Is the Eagles’ “Tush Push” Not Long for This World?

It's around for the current season, at least

Philadelphia Eagles touchdown
Tush push touchdown? Tush push touchdown!
Andy Lewis/Icon Sportswire via Getty Images

Contrary to what its name suggests, the tush push is neither a dance craze sweeping the nation or a slogan for a line of toilet paper. Instead, it’s a play that the Philadelphia Eagles have had a lot of success with this year, yielding a host of touchdowns this season (and last season) and prompting a number of other teams to try something similar, some succeeding with it and others failing.

It’s an inventive play with a catchy name. But could it be on its way out? (After all, on the MLB side of things, the same could have been said about the shift.) In a recent article, ESPN’s Tim McManus noted that the play is under an increased level of scrutiny from the league, and is set to be reviewed by the league’s rules committee after the current season ends.

ESPN also cited the skepticism of Washington Commanders defensive coordinator Jack Del Rio, who believes the play should be outlawed. “I don’t think that’s a football play,” Del Rio told ESPN. “I think it’s a nice rugby play, and it’s not what we’re looking for in football.”

If you’re looking for a good overview of what, exactly, the tush push is all about, Kalyn Kahler wrote one for The Athletic earlier this year. Kahler’s article also shows — as of last season — just how frequently the Eagles used the play compared to the rest of the league. Kahler cited an analysis of the 2022 season that showed that “the Eagles have run 13 sneaks that feature two players lined up to push Hurts forward and three sneaks with three pushers.”

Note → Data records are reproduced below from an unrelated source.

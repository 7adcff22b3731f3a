//! 命令派发
//!
//! 操作员意图触达后端的唯一路径。破坏性意图先生成确认请求，
//! 确认落地后才调用传输层；派发从不就地修改本地策略状态，
//! 下一轮轮询是结果状态的唯一事实来源。

use std::sync::Arc;

use tracing::{info, warn};

use crate::console::api::{CommandAck, ControlApi};
use crate::console::model::strategy::StrategyAction;
use crate::console::services::alert_service::{AlertCenter, Severity};
use crate::console::services::metrics_service::{estimate_risk, EstimatedRisk};
use crate::console::snapshot::SnapshotStore;
use crate::error::{AppError, AppResult};

/// kill 确认弹窗中必须呈现的警告文案
pub const KILL_WARNING: &str = "Open positions will NOT be squared off automatically. \
The halted state persists across restarts until explicitly lifted.";

/// 确认请求携带的目标策略审阅快照
#[derive(Debug, Clone)]
pub struct StrategyReview {
    pub pnl: f64,
    pub open_qty: f64,
    pub win_rate: f64,
}

/// kill 确认携带的全局汇总
#[derive(Debug, Clone)]
pub struct KillReview {
    /// 运行中策略数量
    pub running: usize,
    pub open_positions: usize,
    pub day_pnl: f64,
    /// 客户端估算的保证金敞口
    pub estimated: EstimatedRisk,
    pub warning: &'static str,
}

/// 待操作员确认的动作，存在于点击与派发结果之间
#[derive(Debug, Clone)]
pub enum ConfirmationRequest {
    Strategy {
        name: String,
        action: StrategyAction,
        review: StrategyReview,
    },
    Kill {
        review: KillReview,
    },
}

/// 一次意图请求的去向
#[derive(Debug)]
pub enum CommandOutcome {
    /// 已直接派发
    Dispatched,
    /// 需要操作员确认，确认前不触达传输层
    NeedsConfirmation(ConfirmationRequest),
    /// 客户端侧拒绝，已推送说明告警
    Refused,
}

/// 命令派发器
pub struct CommandService {
    api: Arc<dyn ControlApi>,
    store: Arc<SnapshotStore>,
    alerts: AlertCenter,
}

impl CommandService {
    pub fn new(api: Arc<dyn ControlApi>, store: Arc<SnapshotStore>, alerts: AlertCenter) -> Self {
        Self { api, store, alerts }
    }

    /// 针对单个策略发起意图
    ///
    /// 先按状态转换表做客户端预检；pause/stop 返回确认请求，
    /// resume/start 立即派发一次传输调用。
    pub async fn request_action(&self, name: &str, action: StrategyAction) -> CommandOutcome {
        let Some(strategy) = self.store.strategy(name).await else {
            self.alerts
                .push(
                    Severity::Warning,
                    "Unknown strategy",
                    &format!("No strategy named '{}' in the current snapshot.", name),
                )
                .await;
            return CommandOutcome::Refused;
        };

        if !strategy.status.allows(action) {
            self.alerts
                .push(
                    Severity::Warning,
                    "Invalid action",
                    &format!(
                        "Cannot {} '{}' while it is {}.",
                        action.as_str(),
                        name,
                        strategy.status.as_str()
                    ),
                )
                .await;
            return CommandOutcome::Refused;
        }

        if action.requires_confirmation() {
            return CommandOutcome::NeedsConfirmation(ConfirmationRequest::Strategy {
                name: name.to_string(),
                action,
                review: StrategyReview {
                    pnl: strategy.pnl,
                    open_qty: strategy.open_qty,
                    win_rate: strategy.win_rate,
                },
            });
        }

        self.dispatch_strategy(name, action).await;
        CommandOutcome::Dispatched
    }

    /// 发起全局 kill，总是需要确认
    pub async fn request_kill(&self) -> ConfirmationRequest {
        let snapshot = self.store.current().await;
        let review = match snapshot {
            Some(s) => KillReview {
                running: s
                    .strategies
                    .iter()
                    .filter(|x| x.status == crate::console::model::strategy::StrategyStatus::Running)
                    .count(),
                open_positions: s.exposure.positions.len(),
                day_pnl: s.telemetry.session.day_pnl,
                estimated: estimate_risk(&s.exposure.positions),
                warning: KILL_WARNING,
            },
            None => KillReview {
                running: 0,
                open_positions: 0,
                day_pnl: 0.0,
                estimated: estimate_risk(&[]),
                warning: KILL_WARNING,
            },
        };
        ConfirmationRequest::Kill { review }
    }

    /// 操作员确认后执行，确认是破坏性动作触达传输层的唯一入口
    pub async fn confirm(&self, request: ConfirmationRequest) {
        match request {
            ConfirmationRequest::Strategy { name, action, .. } => {
                self.dispatch_strategy(&name, action).await;
            }
            ConfirmationRequest::Kill { .. } => {
                let result = self.api.kill().await;
                self.route_outcome("kill switch", result).await;
            }
        }
    }

    /// 放弃确认请求，无任何副作用
    pub fn cancel(&self, request: ConfirmationRequest) {
        info!("confirmation cancelled: {:?}", request);
    }

    /// 解除全局 kill，立即派发
    pub async fn unkill(&self) {
        let result = self.api.unkill().await;
        self.route_outcome("unkill", result).await;
    }

    /// 批量暂停，立即派发，结果以告警形式回报
    pub async fn pause_all(&self) {
        let result = self.api.pause_all().await;
        match result {
            Ok(ack) => {
                let affected = ack.affected.unwrap_or(0);
                let failed = ack.failed.unwrap_or(0);
                let severity = if ack.success {
                    Severity::Success
                } else {
                    Severity::Warning
                };
                self.alerts
                    .push(
                        severity,
                        "Pause all",
                        &format!("{} paused, {} failed. {}", affected, failed, ack.message),
                    )
                    .await;
            }
            Err(e) => {
                warn!("pause-all failed: {}", e);
                self.alerts
                    .push(Severity::Critical, "Pause all failed", &e.to_string())
                    .await;
            }
        }
    }

    /// 批量恢复的保护性拒绝
    ///
    /// kill switch 生效时以 critical 告警拒绝；其余情况提示逐个恢复。
    /// 两种分支都不会发出任何传输调用。
    pub async fn resume_all(&self) -> AppResult<()> {
        if self.store.is_killed().await {
            let guard = "Kill switch is active. Resume-all is blocked; lift the kill switch first.";
            self.alerts
                .push(Severity::Critical, "Resume all blocked", guard)
                .await;
            return Err(AppError::ValidationGuard(guard.to_string()));
        }
        self.alerts
            .push(
                Severity::Info,
                "Resume all",
                "Bulk resume is not an atomic primitive. Resume strategies individually after review.",
            )
            .await;
        Ok(())
    }

    async fn dispatch_strategy(&self, name: &str, action: StrategyAction) {
        let result = self.api.strategy_action(name, action).await;
        self.route_outcome(&format!("{} '{}'", action.as_str(), name), result)
            .await;
    }

    /// 应答到告警的统一映射
    ///
    /// success=false 表示已受理未确认，归为 warning 而非成功；
    /// 传输失败带归一化消息归为 critical。
    async fn route_outcome(&self, what: &str, result: AppResult<CommandAck>) {
        match result {
            Ok(ack) if ack.success => {
                info!("command confirmed: {}", what);
                let message = if ack.message.is_empty() {
                    format!("{} confirmed by executor.", what)
                } else {
                    ack.message
                };
                self.alerts
                    .push(Severity::Success, "Command confirmed", &message)
                    .await;
            }
            Ok(ack) => {
                warn!("command pending: {} ({:?})", what, ack.status);
                let message = if ack.message.is_empty() {
                    format!("{} accepted but not yet confirmed by the executor.", what)
                } else {
                    ack.message
                };
                self.alerts
                    .push(Severity::Warning, "Command pending", &message)
                    .await;
            }
            Err(e) => {
                warn!("command failed: {}: {}", what, e);
                self.alerts
                    .push(Severity::Critical, "Command failed", &e.to_string())
                    .await;
            }
        }
    }
}
use serde::{Deserialize, Serialize};

/// 每手数量，指数期权固定 50
pub const LOT_SIZE: f64 = 50.0;

/// GET /exposure 响应
#[derive(Serialize, Deserialize, Debug, Clone, Default)]
pub struct ExposureEnvelope {
    #[serde(default)]
    pub ts: String,
    #[serde(default)]
    pub summary: ExposureSummary,
    #[serde(default)]
    pub delta: DeltaBreakdown,
    #[serde(default)]
    pub positions: Vec<PositionItem>,
}

/// 跨策略敞口汇总
#[derive(Serialize, Deserialize, Debug, Clone, Default)]
pub struct ExposureSummary {
    #[serde(default)]
    pub open_positions: i64,
    #[serde(default)]
    pub open_lots: i64,
    #[serde(default)]
    pub margin_at_risk: f64,
    #[serde(default)]
    pub max_theo_loss: f64,
    #[serde(default)]
    pub net_unrealized: f64,
}

/// 净 delta 及方向分布
#[derive(Serialize, Deserialize, Debug, Clone, Default)]
pub struct DeltaBreakdown {
    #[serde(default)]
    pub total: f64,
    #[serde(default)]
    pub bull: i64,
    #[serde(default)]
    pub bear: i64,
    #[serde(default)]
    pub neutral: i64,
    #[serde(default)]
    pub direction: String,
}

/// 单个持仓
#[derive(Serialize, Deserialize, Debug, Clone, Default)]
pub struct PositionItem {
    pub symbol: String,
    #[serde(default)]
    pub side: PositionSide,
    /// 净数量，符号与方向一致
    #[serde(default, alias = "net_qty")]
    pub qty: f64,
    /// 开仓均价
    #[serde(default, alias = "avg_price")]
    pub entry: Option<f64>,
    #[serde(default)]
    pub ltp: Option<f64>,
    #[serde(default)]
    pub stop: Option<f64>,
    #[serde(default)]
    pub target: Option<f64>,
    #[serde(default, alias = "strat")]
    pub strategy_ref: Option<String>,
    /// 手数，缺省时由 qty 推导
    #[serde(default)]
    pub lots: Option<f64>,
    #[serde(default, alias = "unrealized")]
    pub unrealized_pnl: f64,
}

impl PositionItem {
    /// 手数，始终非负；后端未提供时按 |qty| / LOT_SIZE 推导
    pub fn lots(&self) -> f64 {
        match self.lots {
            Some(l) => l.abs(),
            None => self.qty.abs() / LOT_SIZE,
        }
    }
}

/// 持仓方向
#[derive(Serialize, Deserialize, Debug, Clone, Copy, PartialEq, Eq, Default)]
#[serde(rename_all = "UPPERCASE")]
pub enum PositionSide {
    #[default]
    #[serde(alias = "LONG")]
    Buy,
    #[serde(alias = "SHORT")]
    Sell,
}

impl PositionSide {
    pub fn as_str(&self) -> &'static str {
        match self {
            PositionSide::Buy => "BUY",
            PositionSide::Sell => "SELL",
        }
    }
}

#[cfg(test)]
mod tests {
    use super::*;

    #[test]
    fn test_lots_derived_from_qty() {
        let pos = PositionItem {
            symbol: "NIFTY24DECFUT".to_string(),
            qty: -150.0,
            ..Default::default()
        };
        // 负数量也折算为非负手数
        assert_eq!(pos.lots(), 3.0);
    }

    #[test]
    fn test_lots_prefers_supplied_value() {
        let pos = PositionItem {
            symbol: "BANKNIFTY".to_string(),
            qty: 100.0,
            lots: Some(4.0),
            ..Default::default()
        };
        assert_eq!(pos.lots(), 4.0);
    }

    #[test]
    fn test_side_accepts_long_short_alias() {
        let pos: PositionItem =
            serde_json::from_str(r#"{"symbol":"NIFTY","side":"SHORT","net_qty":-50}"#).unwrap();
        assert_eq!(pos.side, PositionSide::Sell);
        assert_eq!(pos.qty, -50.0);
    }
}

There’s another factor in play here that could also limit the use of the tush push — namely, the fact that two Giants players were recently injured attempting it. If that continues, it’s not hard to see the league cracking down — or, at the very least, various teams’ coaches being a bit more skeptical about deploying the play in question.

The fate of the play will be more clear after the season ends. Given that it’s led to football greats discussing the finer points of butt-pushing technique, however, the entertainment value of keeping it around seems clear. And if someone hasn’t yet taken audio of Andre Braugher shouting, “Boost my bottom!” from Brooklyn Nine-Nine and combined it with a tush push clip, that seems like a viral video waiting to happen.